Files
yourpart3/mcp/language-course-server/src/llm.mjs

59 lines
1.7 KiB
JavaScript

/**
* OpenAI-kompatible Chat-API (OpenAI, Azure OpenAI, Ollama, LM Studio, vLLM, …).
*
* Umgebung:
* LANGUAGE_COURSE_LLM_API_KEY oder OPENAI_API_KEY
* LANGUAGE_COURSE_LLM_BASE_URL (optional, z. B. http://127.0.0.1:11434/v1 für Ollama)
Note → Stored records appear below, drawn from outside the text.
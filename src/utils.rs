//! Helpers for pulling report fields out of an Actix request

use actix_web::http::header::HeaderMap;
use actix_web::HttpRequest;
use std::net::IpAddr;

/// Placeholder for masked header values
pub const REDACTED: &str = "[redacted]";

/// Full request URL: `scheme://host/path?query`
///
/// Scheme and host come from the request itself (request-target, `Host`
/// header, server config). With `trust_proxy` set they follow `Forwarded` /
/// `X-Forwarded-*` through Actix's `ConnectionInfo`.
pub fn display_url(req: &HttpRequest, trust_proxy: bool) -> String {
    let path = req
        .uri()
        .path_and_query()
        .map(|pq| pq.as_str())
        .unwrap_or("/");

    if trust_proxy {
        let info = req.connection_info();
        return format!("{}://{}{}", info.scheme(), info.host(), path);
    }

    let config = req.app_config();
    let scheme = req
        .uri()
        .scheme_str()
        .unwrap_or(if config.secure() { "https" } else { "http" });
    let host = header_str(req.headers(), "host")
        .or_else(|| req.uri().authority().map(|a| a.as_str()))
        .unwrap_or_else(|| config.host());
    format!("{}://{}{}", scheme, host, path)
}

/// Extract the client IP, optionally honoring proxy headers
///
/// With `trust_proxy` set, checks headers in this order:
/// 1. X-Real-IP (set by nginx)
/// 2. X-Forwarded-For (standard proxy header, takes first IP)
///
/// and otherwise falls back to the connection peer address.
pub fn extract_ip(headers: &HeaderMap, peer: Option<IpAddr>, trust_proxy: bool) -> Option<String> {
    if trust_proxy {
        if let Some(ip) = header_str(headers, "x-real-ip") {
            return Some(ip.trim().to_string());
        }

        if let Some(forwarded) = header_str(headers, "x-forwarded-for") {
            if let Some(ip) = forwarded.split(',').next().map(str::trim) {
                if !ip.is_empty() {
                    return Some(ip.to_string());
                }
            }
        }
    }

    peer.map(|ip| ip.to_string())
}

/// One `(name, value)` pair per header name, sorted by name
///
/// Repeated headers are joined with `,`. Non-UTF-8 bytes are replaced
/// rather than dropped.
pub fn collect_headers(headers: &HeaderMap, redact_sensitive: bool) -> Vec<(String, String)> {
    let mut pairs: Vec<(String, String)> = headers
        .keys()
        .map(|name| {
            let name = name.as_str().to_string();
            let value = if redact_sensitive && is_sensitive_header(&name) {
                REDACTED.to_string()
            } else {
                headers
                    .get_all(name.as_str())
                    .map(|v| String::from_utf8_lossy(v.as_bytes()).into_owned())
                    .collect::<Vec<_>>()
                    .join(",")
            };
            (name, value)
        })
        .collect();
    pairs.sort_by(|a, b| a.0.cmp(&b.0));
    pairs
}

/// Headers that carry credentials
pub fn is_sensitive_header(name: &str) -> bool {
    matches!(
        name.to_lowercase().as_str(),
        "authorization" | "cookie" | "set-cookie" | "proxy-authorization" | "x-api-key" | "x-auth-token"
    )
}

fn header_str<'a>(headers: &'a HeaderMap, name: &str) -> Option<&'a str> {
    headers.get(name).and_then(|v| v.to_str().ok())
}

#[cfg(test)]
mod tests {
    use super::*;
    use actix_web::http::header::{HeaderName, HeaderValue};
    use actix_web::test::TestRequest;

    fn header_map(pairs: &[(&'static str, &'static str)]) -> HeaderMap {
        let mut headers = HeaderMap::new();
        for &(name, value) in pairs {
            headers.append(HeaderName::from_static(name), HeaderValue::from_static(value));
        }
        headers
    }

    fn peer() -> Option<IpAddr> {
        Some("10.0.0.1".parse().unwrap())
    }

    #[test]
    fn test_extract_ip_from_x_real_ip() {
        let headers = header_map(&[("x-real-ip", "192.168.1.100")]);
        let ip = extract_ip(&headers, peer(), true);
        assert_eq!(ip, Some("192.168.1.100".to_string()));
    }

    #[test]
    fn test_extract_ip_from_x_forwarded_for() {
        let headers = header_map(&[("x-forwarded-for", "192.168.1.100, 10.0.0.1")]);
        let ip = extract_ip(&headers, peer(), true);
        assert_eq!(ip, Some("192.168.1.100".to_string()));
    }

    #[test]
    fn test_extract_ip_ignores_proxy_headers_by_default() {
        let headers = header_map(&[("x-real-ip", "192.168.1.100")]);
        let ip = extract_ip(&headers, peer(), false);
        assert_eq!(ip, Some("10.0.0.1".to_string()));
    }

    #[test]
    fn test_extract_ip_no_source() {
        let ip = extract_ip(&HeaderMap::new(), None, true);
        assert_eq!(ip, None);
    }

    #[test]
    fn test_collect_headers_sorted_and_joined() {
        let headers = header_map(&[
            ("user-agent", "curl/8.0"),
            ("accept", "text/html"),
            ("accept", "application/json"),
        ]);
        let pairs = collect_headers(&headers, true);
        assert_eq!(
            pairs,
            vec![
                ("accept".to_string(), "text/html,application/json".to_string()),
                ("user-agent".to_string(), "curl/8.0".to_string()),
            ]
        );
    }

    #[test]
    fn test_collect_headers_redaction() {
        let headers = header_map(&[("authorization", "Bearer s3cret"), ("accept", "*/*")]);

        let redacted = collect_headers(&headers, true);
        assert_eq!(redacted[1], ("authorization".to_string(), REDACTED.to_string()));

        let verbatim = collect_headers(&headers, false);
        assert_eq!(verbatim[1], ("authorization".to_string(), "Bearer s3cret".to_string()));
    }

    #[test]
    fn test_is_sensitive_header() {
        assert!(is_sensitive_header("authorization"));
        assert!(is_sensitive_header("Cookie"));
        assert!(is_sensitive_header("x-api-key"));

        assert!(!is_sensitive_header("content-type"));
        assert!(!is_sensitive_header("user-agent"));
    }

    #[test]
    fn test_display_url() {
        let req = TestRequest::get()
            .uri("/orders?page=2")
            .insert_header(("host", "example.com"))
            .to_http_request();
        assert_eq!(display_url(&req, false), "http://example.com/orders?page=2");
    }

    #[test]
    fn test_display_url_ignores_forwarded_headers_by_default() {
        let req = TestRequest::get()
            .uri("/db")
            .insert_header(("host", "example.com"))
            .insert_header(("x-forwarded-host", "evil.test"))
            .insert_header(("x-forwarded-proto", "https"))
            .to_http_request();
        assert_eq!(display_url(&req, false), "http://example.com/db");
        assert_eq!(display_url(&req, true), "https://evil.test/db");
    }

    #[test]
    fn test_display_url_falls_back_to_server_host() {
        let req = TestRequest::get().uri("/db").to_http_request();
        assert_eq!(display_url(&req, false), "http://localhost:8080/db");
    }
}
* LANGUAGE_COURSE_LLM_MODEL (optional, Default: gpt-4o-mini)
*/
import OpenAI from 'openai';
export function getLlmEnv() {
const apiKey =
process.env.LANGUAGE_COURSE_LLM_API_KEY ||
process.env.OPENAI_API_KEY ||
'';
const baseURL = process.env.LANGUAGE_COURSE_LLM_BASE_URL || undefined;
const model = process.env.LANGUAGE_COURSE_LLM_MODEL || 'gpt-4o-mini';
return { apiKey, baseURL, model };
}
export function isLlmConfigured() {
return Boolean(getLlmEnv().apiKey);
}
export function getOpenAiClient() {
const { apiKey, baseURL } = getLlmEnv();
if (!apiKey) return null;
return new OpenAI({
apiKey,
baseURL,
});
}
/**
* @param {import('openai').ChatCompletionMessageParam[]} messages
* @param {{ model?: string; temperature?: number; maxTokens?: number }} [opts]
*/
export async function chatComplete(messages, opts = {}) {
const client = getOpenAiClient();
if (!client) {
throw new Error(
'Kein LLM konfiguriert: LANGUAGE_COURSE_LLM_API_KEY oder OPENAI_API_KEY setzen (siehe README).'
);
}
const { model, temperature = 0.6, maxTokens = 2048 } = opts;
const m = model || getLlmEnv().model;
const res = await client.chat.completions.create({
model: m,
messages,
temperature,
max_tokens: maxTokens,
});
const text = res.choices[0]?.message?.content?.trim() || '';
if (!text) {
throw new Error('Leere Antwort vom Modell.');
}
return text;
}